Perhaps because the romance isn’t really there, by the fourth episode, Run starts in on the thriller mechanics. There are quarrels over mysterious bags of money, and deaths of secondary characters, and the police get involved. Phoebe Waller-Bridge shows up in a role that seems to exist purely to showcase that Phoebe Waller-Bridge is more charismatic than Gleeson or Wever. (Both Waller-Bridge and Gleeson have romantic arcs with women, but Waller-Bridge is depicted as a competent and caring partner, despite picking up dead animals for a living; by the end of the show, Gleeson’s Billy is a manipulative, drippy mess who needs his girlfriend to clean up his puke. It’s a vibe!) Finally, the train pulls into the station, and the show just ends, with neither Billy or Ruby any different than when they started. If I have to take a guess at what it all means, I think it’s supposed to be some sort of middle-aged bildungsroman, with the put-upon Ruby realizing that she doesn’t need no man and that she needs to take charge of her own life, but it’s such a botch of an ending that it’s not really worth the guess.

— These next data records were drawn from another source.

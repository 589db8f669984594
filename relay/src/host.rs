//! Delivery of notifications to the host component.
//!
//! `HostBridge` is the seam between the relay and whatever consumes push
//! messages. `channel()` provides a ready-made bridge backed by a std mpsc
//! channel, with `HostMessages` as the blocking consumer side.

use std::sync::{mpsc, Arc, Mutex};
use std::time::Duration;

use crate::message::HostMessage;

/// Errors delivering a message to the host.
#[derive(Debug, Clone, PartialEq, Eq, thiserror::Error)]
pub enum DeliveryError {
    /// The host side went away
    #[error("Host disconnected")]
    Disconnected,

    /// The host refused the message
    #[error("Host rejected message: {0}")]
    Rejected(String),
}

/// Receives forwarded push messages.
///
/// `deliver` is called with the relay lock held, so it must not call back
/// into the relay.
pub trait HostBridge: Send + Sync {
    fn deliver(&self, message: &HostMessage) -> Result<(), DeliveryError>;
}

/// Create a channel-backed host bridge and its consumer.
pub fn channel() -> (ChannelHostBridge, HostMessages) {
    let (tx, rx) = mpsc::channel();
    (
        ChannelHostBridge { tx },
        HostMessages {
            rx: Arc::new(Mutex::new(rx)),
        },
    )
}

/// Host bridge that sends every message into an mpsc channel.
#[derive(Debug, Clone)]
pub struct ChannelHostBridge {
    tx: mpsc::Sender<HostMessage>,
}

impl HostBridge for ChannelHostBridge {
    fn deliver(&self, message: &HostMessage) -> Result<(), DeliveryError> {
        self.tx
            .send(message.clone())
            .map_err(|_| DeliveryError::Disconnected)
    }
}

/// Blocking iterator over delivered host messages
///
/// This iterator blocks on `next()` until a message is available or every
/// bridge is dropped. Use `try_recv()` for non-blocking access.
pub struct HostMessages {
    rx: Arc<Mutex<mpsc::Receiver<HostMessage>>>,
}

impl HostMessages {
    /// Block until a message is available
    ///
    /// Returns `None` if the channel is closed.
    pub fn recv(&self) -> Option<HostMessage> {
        self.rx.lock().ok()?.recv().ok()
    }

    /// Try to receive a message without blocking
    pub fn try_recv(&self) -> Option<HostMessage> {
        self.rx.lock().ok()?.try_recv().ok()
    }

    /// Block until a message is available or timeout expires
    pub fn recv_timeout(&self, timeout: Duration) -> Option<HostMessage> {
        self.rx.lock().ok()?.recv_timeout(timeout).ok()
    }

    /// Non-blocking iterator over currently available messages
    pub fn try_iter(&self) -> TryIter<'_> {
        TryIter { inner: self }
    }
}

impl Iterator for HostMessages {
    type Item = HostMessage;

    fn next(&mut self) -> Option<Self::Item> {
        self.recv()
    }
}

impl Clone for HostMessages {
    fn clone(&self) -> Self {
        Self {
            rx: Arc::clone(&self.rx),
        }
    }
}

/// Non-blocking iterator over currently available messages
pub struct TryIter<'a> {
    inner: &'a HostMessages,
}

impl<'a> Iterator for TryIter<'a> {
    type Item = HostMessage;

    fn next(&mut self) -> Option<Self::Item> {
        self.inner.try_recv()
    }
}
//! # Push Bridge
//!
//! A push notification bridge between a platform messaging provider and a
//! host component that consumes web push messages.
//!
//! ## Overview
//!
//! The bridge keeps one registration per profile with a push broker, creates
//! and removes channel subscriptions on the host's behalf, and relays
//! inbound provider messages to the host, holding them until the host says
//! it is ready.
//!
//! ## Key Features
//!
//! - **Sync-First API**: `PushService::execute` blocks; all async work runs on a background worker
//! - **Typed Commands**: one `Command` variant per host request, JSON-tagged by `command`
//! - **Durable State**: registrations and subscriptions survive restarts in one JSON document
//! - **Ordered Delivery**: queued messages flush in arrival order, exactly once
//!
//! ## Usage
//!
//! ```rust,ignore
//! use std::sync::Arc;
//! use push_bridge::{Command, PushService, PushServiceConfig};
//!
//! push_bridge::logging::init_logging_from_env()?;
//!
//! let service = PushService::builder(PushServiceConfig::from_env(), token_provider, broker_clients)
//!     .start()?;
//!
//! service.execute(Command::Configure {
//!     endpoint: Some("https://push.example/".to_string()),
//!     debug: false,
//! })?;
//! let channel = service.execute(Command::SubscribeChannel { app_server_key: None })?;
//!
//! // Messages received before this point were queued
//! service.execute(Command::Initialized)?;
//! ```
//!
//! ## Architecture
//!
//! ```text
//! host ──Command──▶ PushService ──Envelope──▶ worker thread
//!                                              │
//!                        ┌─────────────────────┴──────────────────┐
//!                        ▼                                        ▼
//!               SubscriptionManager ◀──lookup── Relay ──HostMessage──▶ host
//!                 │        │        │
//!           TokenProvider  │   BrokerClient
//!                          ▼
//!                      StateStore
//! ```

pub mod command;
pub mod config;
pub mod error;
pub mod logging;
pub mod service;
mod worker;

// Re-export main types for convenience
pub use command::{ChannelEndpoint, Command, CommandResponse, SubscriptionRecord};
pub use config::PushServiceConfig;
pub use error::{CommandError, Result};
pub use service::{PushService, PushServiceBuilder};

// Re-export commonly used types from dependencies
pub use push_manager::{
    BrokerClient, BrokerClientFactory, BrokerError, ProfileState, PushError, SubscriptionManager,
    TokenError, TokenProvider,
};
pub use push_relay::{HostBridge, HostMessage, HostMessages, ProviderMessage};
pub use state_store::{ChannelId, ProfileContext, Registration, StateStore, Subscription};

One thing I can confidently say about that Run is that it is incredibly short, with under three hours of content in total, counting credits, recaps, and promos for other HBO material. Like Space Force, the issues of how the show got made becomes more interesting than the show itself. What was the creators’ original intent? Did they really think that this story worked in the format in which it’s presented? Perhaps Run was originally meant to be a movie, but the comparative availability of streaming money meant stretching out a two-hour script into seven episodes. Alternatively, Run was greenlit purely on the involvement of Phoebe Waller-Bridge, and the writers then had to scramble to think up the plot. In addition, Run originally aired in weekly installments, but the episodes aren’t all structured with traditional cliffhangers. Was this even ever meant to go on air, or was it originally meant to go direct to streaming? Like Space Force, I suspect this is a makework show—HBO needs material to fill out its catalog, and they’re willing to give money away to anyone with a name. It’s nice that Waller-Bridge and Vicky Jones got their friends paid, but again, someone should remember that ideally there is a viewer involved at the end of this process.
To end on a nice note: Rich Sommer has a small part as Ruby’s rich, doltishly smug husband (he plays in a ukelele band!) and he pulls if off perfectly.